Nathan Reiber (October 14, 1927 -July 1, 2014) was a Polish-born Canadian businessman, lawyer, philanthropist, and real-estate developer in Miami.

Early life 
Reiber was born in 1927 in Częstochowa, Poland in a Polish-Jewish family and in 1929 emigrated to Montreal, Canada with his parents and siblings, when he was 2 years old. He grew up in Montreal and Edmonton, Canada.

Career 
Reiber graduated from the University of Alberta law school and became a lawyer in 1953. Reiber eventually moved to Ontario settling in Burlington to practice law and in the late 1970s, he relocated to Florida.

In the early 1980s, Reiber was charged by Canadian authorities with tax evasion. He eventually pled guilty and paid a $60,000 fine.
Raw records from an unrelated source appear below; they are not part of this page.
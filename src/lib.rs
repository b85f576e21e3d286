//! # Motto-collecting chat bot
//!
//! A chat moderation bot that watches a stream of messages, recognizes a
//! small set of trigger phrases and reply patterns, validates and
//! deduplicates user-nominated mottos, and persists accepted submissions
//! plus leaderboard metadata to a remote tabular store over HTTP.
//!
//! ## Quick start
//!
//! ```rust,no_run
//! use std::sync::Arc;
//! use mottobot::prelude::*;
//!
//! #[tokio::main]
//! async fn main() -> anyhow::Result<()> {
//!     let config = Arc::new(BotConfig::load(std::path::Path::new("config.yaml"))?);
//!
//!     let storage = Arc::new(AirtableStorage::new(
//!         &config.authentication.airtable_base,
//!         &config.authentication.airtable_key,
//!         config.bot_id.clone(),
//!         config.random_source_view.clone(),
//!     )?);
//!
//!     let mut transport =
//!         DiscordTransport::new(&config.authentication.discord_token, &config.watching_status);
//!     transport.connect().await?;
//!
//!     let bot = Arc::new(MottoBot::new(config, storage, Arc::new(transport))?);
//!     bot.run().await
//! }
//! ```

pub mod bot;
pub mod config;
pub mod patterns;
pub mod platforms;
pub mod storage;
pub mod types;

// Re-export commonly used items
pub mod prelude {
    pub use crate::bot::MottoBot;
    pub use crate::config::BotConfig;
    pub use crate::platforms::{discord::DiscordTransport, ChatTransport};
    pub use crate::storage::{airtable::AirtableStorage, MottoStorage, RandomFilter};
    pub use crate::types::{
        FetchedMessage, GatewayEvent, Member, MessageEvent, Motto, ReactionEvent, UserRef,
    };
    pub use anyhow::Result;
}

// Version information
pub const VERSION: &str = env!("CARGO_PKG_VERSION");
In 1984, Reiber resigned as a lawyer, after the Law Society of Upper Canada found that he had committed professional misconduct by failing to cooperate with an inquiry into the tax charges that had been filed against him.

In Florida, Reiber headed a construction company, Nattel Construction Inc., and a team of developers, who developed many apartment buildings along Collins Avenue in Florida together with Canadian business partners and real estate moguls Nathan Goldlist and Mendel Tenenbaum.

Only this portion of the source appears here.